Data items
★ ★ ★ ★ ★

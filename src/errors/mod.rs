//! Centralized error handling for the stream relay
//!
//! # Error Categories
//!
//! - **Fetch / Extraction Errors**: per-stage upstream failures that drive failover
//! - **Resolve Errors**: terminal outcomes of resolving a channel
//! - **Token Errors**: opaque token decoding failures
//! - **Admission Errors**: session limit and shutdown rejections
//! - **Proxy Errors**: failures while relaying upstream content
//!
//! # Usage
//!
//! ```rust
//! use stream_relay::errors::{AppError, AppResult};
//!
//! async fn example_function() -> AppResult<String> {
//!     Ok("success".to_string())
//! }
//! ```

pub mod types;

pub use types::*;

/// Convenience type alias for Results using AppError
pub type AppResult<T> = Result<T, AppError>;

/// Convenience type alias for extraction pipeline Results
pub type ExtractionResult<T> = Result<T, ExtractionError>;

/// Convenience type alias for resolution Results
pub type ResolveResult<T> = Result<T, ResolveError>;
//! Error type definitions for the stream relay
//!
//! Errors are layered the same way the request flows: stage fetches produce
//! [`FetchError`], a service pipeline turns those into [`ExtractionError`],
//! the registry folds every attempt into a [`ResolveError`], and the web layer
//! only ever sees [`AppError`].

use std::time::Duration;

use thiserror::Error;

/// Top-level application error type
#[derive(Error, Debug)]
pub enum AppError {
    /// Channel resolution failed
    #[error("Resolution error: {0}")]
    Resolve(#[from] ResolveError),

    /// An opaque token could not be decoded
    #[error("Token error: {0}")]
    Token(#[from] TokenError),

    /// The concurrency governor refused a new session
    #[error("Admission error: {0}")]
    Admission(#[from] AdmissionError),

    /// Relaying content from upstream failed
    #[error("Proxy error: {0}")]
    Proxy(#[from] ProxyError),

    /// Resource not found errors
    #[error("Not found: {resource} with id {id}")]
    NotFound { resource: String, id: String },

    /// Validation errors
    #[error("Validation error: {message}")]
    Validation { message: String },

    /// Configuration errors
    #[error("Configuration error: {message}")]
    Configuration { message: String },

    /// Generic internal errors
    #[error("Internal error: {message}")]
    Internal { message: String },

    /// HTTP client errors
    #[error("HTTP error: {0}")]
    Http(#[from] reqwest::Error),
}

/// Failure of a single upstream HTTP exchange inside an extraction stage
#[derive(Error, Debug, Clone, PartialEq, Eq)]
pub enum FetchError {
    #[error("Request timed out after {timeout:?}: {url}")]
    Timeout { url: String, timeout: Duration },

    #[error("Network error for {url}: {message}")]
    Network { url: String, message: String },

    #[error("Upstream returned HTTP {status}: {url}")]
    Status { url: String, status: u16 },

    #[error("Invalid content from {url}: {message}")]
    InvalidContent { url: String, message: String },
}

impl FetchError {
    /// Whether retrying the same request may succeed
    pub fn is_transient(&self) -> bool {
        matches!(self, FetchError::Timeout { .. } | FetchError::Network { .. })
    }
}

/// Errors raised by the browser automation capability
#[derive(Error, Debug, Clone, PartialEq, Eq)]
pub enum BrowserError {
    /// No browser capability is configured or it cannot be reached
    #[error("Browser automation unavailable: {message}")]
    Unavailable { message: String },

    #[error("Browser wait condition not met within {timeout:?}")]
    Timeout { timeout: Duration },

    #[error("WebDriver protocol error: {message}")]
    Protocol { message: String },

    #[error("Script evaluation failed: {message}")]
    Script { message: String },
}

/// Failure of one service's extraction pipeline
#[derive(Error, Debug, Clone)]
pub enum ExtractionError {
    #[error("{0}")]
    Fetch(#[from] FetchError),

    /// A stage completed its fetch but the expected pattern was absent
    #[error("No match in stage '{stage}'")]
    PatternNotFound { stage: String },

    #[error("{0}")]
    Browser(#[from] BrowserError),

    #[error("Invalid upstream response: {message}")]
    InvalidResponse { message: String },

    /// The service's whole-attempt budget elapsed
    #[error("Service '{service}' timed out after {timeout:?}")]
    ServiceTimeout { service: String, timeout: Duration },
}

/// Terminal outcome of resolving a channel.
///
/// Cloneable so that every caller coalesced onto one in-flight resolution
/// observes the same failure.
#[derive(Error, Debug, Clone, PartialEq, Eq)]
pub enum ResolveError {
    #[error("Unknown channel: {channel_id}")]
    UnknownChannel { channel_id: String },

    #[error("Unknown service: {name}")]
    UnknownService { name: String },

    #[error("No streaming services are enabled")]
    NoServicesEnabled,

    #[error("All {attempts} services failed for channel {channel_id}: {last_error}")]
    AllServicesExhausted {
        channel_id: String,
        attempts: usize,
        last_error: String,
    },

    #[error("Resolution of channel {channel_id} exceeded {deadline:?}")]
    DeadlineExceeded { channel_id: String, deadline: Duration },

    /// The coalesced resolution was abandoned before producing a result
    #[error("Resolution of channel {channel_id} was abandoned")]
    Abandoned { channel_id: String },
}

/// Opaque token decoding failures. All variants are reported to clients as
/// a generic invalid token.
#[derive(Error, Debug, Clone, PartialEq, Eq)]
pub enum TokenError {
    #[error("Token is not valid base64url")]
    Malformed,

    #[error("Token is too short")]
    Truncated,

    #[error("Unsupported token version: {0}")]
    UnsupportedVersion(u8),

    #[error("Token failed authentication")]
    Authentication,

    #[error("Token payload could not be decoded")]
    Payload,

    #[error("Token key is invalid: {message}")]
    InvalidKey { message: String },
}

#[derive(Error, Debug, Clone, PartialEq, Eq)]
pub enum AdmissionError {
    #[error("Session limit reached: {active}/{limit} active")]
    Rejected { active: usize, limit: usize },

    #[error("Server is shutting down")]
    ShuttingDown,
}

/// Errors while relaying a segment, key or nested playlist
#[derive(Error, Debug)]
pub enum ProxyError {
    #[error("Failed to build upstream client: {message}")]
    Client { message: String },

    #[error("Upstream request failed for {url}: {message}")]
    Upstream { url: String, message: String },

    #[error("Upstream returned HTTP {status}: {url}")]
    Status { url: String, status: u16 },

    #[error("Upstream timed out: {url}")]
    Timeout { url: String },

    /// The governor cancelled the session (idle or shutdown)
    #[error("Session {session} was cancelled")]
    Cancelled { session: uuid::Uuid },
}

/// Convenience methods for creating common error types
impl AppError {
    pub fn validation<S: Into<String>>(message: S) -> Self {
        Self::Validation {
            message: message.into(),
        }
    }

    pub fn configuration<S: Into<String>>(message: S) -> Self {
        Self::Configuration {
            message: message.into(),
        }
    }

    pub fn internal<S: Into<String>>(message: S) -> Self {
        Self::Internal {
            message: message.into(),
        }
    }

    pub fn not_found<R: Into<String>, I: Into<String>>(resource: R, id: I) -> Self {
        Self::NotFound {
            resource: resource.into(),
            id: id.into(),
        }
    }
}

impl ExtractionError {
    pub fn pattern_not_found<S: Into<String>>(stage: S) -> Self {
        Self::PatternNotFound {
            stage: stage.into(),
        }
    }

    pub fn invalid_response<S: Into<String>>(message: S) -> Self {
        Self::InvalidResponse {
            message: message.into(),
        }
    }
}

#[cfg(test)]
mod tests {
    use super::*;

    #[test]
    fn transient_errors_are_timeouts_and_network_failures() {
        let timeout = FetchError::Timeout {
            url: "https://a/x".into(),
            timeout: Duration::from_secs(1),
        };
        let status = FetchError::Status {
            url: "https://a/x".into(),
            status: 500,
        };
        assert!(timeout.is_transient());
        assert!(!status.is_transient());
    }

    #[test]
    fn resolve_error_converts_into_app_error() {
        let err: AppError = ResolveError::NoServicesEnabled.into();
        assert!(matches!(err, AppError::Resolve(ResolveError::NoServicesEnabled)));
    }
}
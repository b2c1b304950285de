//! HTTP response types and utilities
//!
//! Standardized JSON envelopes for the admin API plus the mapping from
//! [`AppError`] to status codes used by every route.

use axum::{
    Json,
    http::{HeaderValue, StatusCode, header},
    response::{IntoResponse, Response},
};
use serde::{Deserialize, Serialize};
use tracing::{error, warn};

use crate::errors::{AdmissionError, AppError, AppResult, ResolveError};

/// Content type for HLS playlists
pub const PLAYLIST_CONTENT_TYPE: &str = "application/vnd.apple.mpegurl";

/// Seconds a rejected client is asked to wait before retrying
pub const RETRY_AFTER_SECONDS: &str = "5";

/// Standard API response wrapper
#[derive(Debug, Clone, Serialize, Deserialize)]
pub struct ApiResponse<T> {
    pub success: bool,
    #[serde(skip_serializing_if = "Option::is_none")]
    pub data: Option<T>,
    #[serde(skip_serializing_if = "Option::is_none")]
    pub error: Option<String>,
    pub timestamp: chrono::DateTime<chrono::Utc>,
}

impl<T> ApiResponse<T>
where
    T: Serialize,
{
    pub fn success(data: T) -> Self {
        Self {
            success: true,
            data: Some(data),
            error: None,
            timestamp: chrono::Utc::now(),
        }
    }

    pub fn error(message: impl Into<String>) -> ApiResponse<()> {
        ApiResponse {
            success: false,
            data: None,
            error: Some(message.into()),
            timestamp: chrono::Utc::now(),
        }
    }
}

/// Status code and client-facing message for an error.
///
/// Internal details never reach the client; they are logged instead.
pub fn error_status(error: &AppError) -> (StatusCode, String) {
    match error {
        AppError::Resolve(ResolveError::UnknownChannel { channel_id }) => (
            StatusCode::NOT_FOUND,
            format!("channel '{}' not found", channel_id),
        ),
        AppError::Resolve(ResolveError::UnknownService { name }) => (
            StatusCode::NOT_FOUND,
            format!("service '{}' not found", name),
        ),
        AppError::Resolve(_) => (
            StatusCode::SERVICE_UNAVAILABLE,
            "stream unavailable".to_string(),
        ),
        AppError::Token(_) => (StatusCode::FORBIDDEN, "invalid token".to_string()),
        AppError::Admission(AdmissionError::Rejected { .. }) => (
            StatusCode::SERVICE_UNAVAILABLE,
            "too many active sessions".to_string(),
        ),
        AppError::Admission(AdmissionError::ShuttingDown) => (
            StatusCode::SERVICE_UNAVAILABLE,
            "server is shutting down".to_string(),
        ),
        AppError::Proxy(_) | AppError::Http(_) => {
            (StatusCode::BAD_GATEWAY, "upstream error".to_string())
        }
        AppError::NotFound { resource, id } => (
            StatusCode::NOT_FOUND,
            format!("{} '{}' not found", resource, id),
        ),
        AppError::Validation { message } => (StatusCode::BAD_REQUEST, message.clone()),
        AppError::Configuration { .. } | AppError::Internal { .. } => (
            StatusCode::INTERNAL_SERVER_ERROR,
            "internal error".to_string(),
        ),
    }
}

/// Convert AppError to appropriate HTTP response
pub fn handle_error(error: AppError) -> Response {
    let (status, message) = error_status(&error);
    if status.is_server_error() {
        error!("Request failed ({}): {}", status.as_u16(), error);
    } else {
        warn!("Request rejected ({}): {}", status.as_u16(), error);
    }

    let mut response = (status, Json(ApiResponse::<()>::error(message))).into_response();
    if matches!(error, AppError::Admission(_)) {
        response.headers_mut().insert(
            header::RETRY_AFTER,
            HeaderValue::from_static(RETRY_AFTER_SECONDS),
        );
    }
    response
}

/// Helper function to convert AppResult to HTTP response
pub fn handle_result<T>(result: AppResult<T>) -> Response
where
    T: Serialize,
{
    match result {
        Ok(data) => ok(data),
        Err(error) => handle_error(error),
    }
}

pub fn ok<T: Serialize>(data: T) -> Response {
    (StatusCode::OK, Json(ApiResponse::success(data))).into_response()
}

/// Playlist body with HLS content type; live playlists are never cached
pub fn playlist(body: String) -> Response {
    (
        StatusCode::OK,
        [
            (header::CONTENT_TYPE, PLAYLIST_CONTENT_TYPE),
            (header::CACHE_CONTROL, "no-cache, no-store"),
        ],
        body,
    )
        .into_response()
}

#[cfg(test)]
mod tests {
    use super::*;
    use crate::errors::{ProxyError, TokenError};
    use rstest::rstest;

    #[rstest]
    #[case(ResolveError::UnknownChannel { channel_id: "x".into() }.into(), StatusCode::NOT_FOUND)]
    #[case(ResolveError::UnknownService { name: "x".into() }.into(), StatusCode::NOT_FOUND)]
    #[case(ResolveError::NoServicesEnabled.into(), StatusCode::SERVICE_UNAVAILABLE)]
    #[case(TokenError::Authentication.into(), StatusCode::FORBIDDEN)]
    #[case(AdmissionError::Rejected { active: 1, limit: 1 }.into(), StatusCode::SERVICE_UNAVAILABLE)]
    #[case(ProxyError::Status { url: "u".into(), status: 404 }.into(), StatusCode::BAD_GATEWAY)]
    #[case(AppError::not_found("service", "x"), StatusCode::NOT_FOUND)]
    fn maps_errors_to_status(#[case] error: AppError, #[case] expected: StatusCode) {
        assert_eq!(error_status(&error).0, expected);
    }

    #[test]
    fn exhausted_resolution_hides_details() {
        let error: AppError = ResolveError::AllServicesExhausted {
            channel_id: "7".into(),
            attempts: 2,
            last_error: "secondary: HTTP 500 https://internal/".into(),
        }
        .into();
        let (_, message) = error_status(&error);
        assert_eq!(message, "stream unavailable");
    }

    #[test]
    fn admission_rejection_sets_retry_after() {
        let response = handle_error(AdmissionError::Rejected { active: 2, limit: 2 }.into());
        assert_eq!(response.status(), StatusCode::SERVICE_UNAVAILABLE);
        assert_eq!(
            response.headers().get(header::RETRY_AFTER).unwrap(),
            RETRY_AFTER_SECONDS
        );
    }
}
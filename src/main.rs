use anyhow::Result;
use clap::Parser;
use std::sync::Arc;
use tokio_util::sync::CancellationToken;
use tracing::{error, info, warn};
use tracing_subscriber::{layer::SubscriberExt, util::SubscriberInitExt};

use stream_relay::{
    config::Config,
    extraction::{BrowserAutomation, WebDriverBrowser},
    services::StreamService,
    utils::http_client::{HttpFetcher, ReqwestFetcher},
    web::WebServer,
};

#[derive(Parser)]
#[command(name = "stream-relay")]
#[command(version)]
#[command(about = "Resolves live channels to HLS streams and relays playlists, segments and keys")]
#[command(long_about = None)]
struct Cli {
    /// Configuration file path
    #[arg(short, long, default_value = "config.toml")]
    config: String,

    /// Listening IP address
    #[arg(short = 'H', long, value_name = "IP")]
    host: Option<String>,

    /// Listening port
    #[arg(short, long, value_name = "PORT")]
    port: Option<u16>,

    /// Log level
    #[arg(short = 'v', long, default_value = "info")]
    log_level: String,

    /// Log output format (text or json)
    #[arg(long, default_value = "text", value_parser = ["text", "json"])]
    log_format: String,
}

fn init_tracing(cli: &Cli) {
    let log_filter = if cli.log_level == "trace" {
        format!("stream_relay={},tower_http=trace", cli.log_level)
    } else {
        format!("stream_relay={}", cli.log_level)
    };
    let filter = tracing_subscriber::EnvFilter::try_from_default_env()
        .unwrap_or_else(|_| log_filter.into());

    if cli.log_format == "json" {
        tracing_subscriber::registry()
            .with(filter)
            .with(tracing_subscriber::fmt::layer().json())
            .init();
    } else {
        tracing_subscriber::registry()
            .with(filter)
            .with(tracing_subscriber::fmt::layer())
            .init();
    }
}

async fn shutdown_signal() {
    #[cfg(unix)]
    {
        use tokio::signal::unix::{SignalKind, signal};
        match (
            signal(SignalKind::terminate()),
            signal(SignalKind::interrupt()),
        ) {
            (Ok(mut sigterm), Ok(mut sigint)) => {
                tokio::select! {
                    _ = sigterm.recv() => info!("Received SIGTERM, shutting down gracefully"),
                    _ = sigint.recv() => info!("Received SIGINT (Ctrl+C), shutting down gracefully"),
                }
            }
            _ => {
                warn!("Failed to install signal handlers, falling back to Ctrl+C");
                let _ = tokio::signal::ctrl_c().await;
            }
        }
    }

    #[cfg(not(unix))]
    {
        let _ = tokio::signal::ctrl_c().await;
        info!("Received Ctrl+C, shutting down gracefully");
    }
}

#[tokio::main]
async fn main() -> Result<()> {
    let cli = Cli::parse();
    init_tracing(&cli);

    info!("Starting stream-relay v{}", env!("CARGO_PKG_VERSION"));

    let mut config = Config::load_from_file(&cli.config)?;
    info!("Configuration loaded from: {}", cli.config);

    if let Some(host) = cli.host {
        config.web.host = host;
    }
    if let Some(port) = cli.port {
        config.web.port = port;
    }

    let fetcher: Arc<dyn HttpFetcher> = Arc::new(ReqwestFetcher::new(
        &config.proxy.user_agent,
        config.proxy.connect_timeout,
    )?);
    let browser: Option<Arc<dyn BrowserAutomation>> = match WebDriverBrowser::from_config(&config.browser)? {
        Some(browser) => {
            info!("Browser automation enabled via WebDriver");
            Some(Arc::new(browser))
        }
        None => {
            info!("No WebDriver endpoint configured, browser extraction stage disabled");
            None
        }
    };

    let stream_service = Arc::new(StreamService::from_config(&config, fetcher, browser)?);
    let governor = stream_service.governor().clone();
    let reaper = governor.spawn_reaper();

    let server = WebServer::new(&config, stream_service)?;
    let cancellation = CancellationToken::new();
    let server_token = cancellation.clone();
    let server_task = tokio::spawn(async move { server.serve_with_cancellation(server_token).await });

    shutdown_signal().await;
    cancellation.cancel();

    // Live relays hold connections open, so cancel sessions before waiting on the server
    governor.shutdown(config.governor.drain_timeout).await;
    let _ = reaper.await;

    match server_task.await {
        Ok(Ok(())) => info!("Web server stopped"),
        Ok(Err(e)) => error!("Web server error: {}", e),
        Err(e) => error!("Web server task failed: {}", e),
    }
    Ok(())
}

★ ★ ★ ★ ★

◆ **Work to be completed**: Provide the number of lines above that include the string "filename", with no other words.

◆ **Finished task**: 2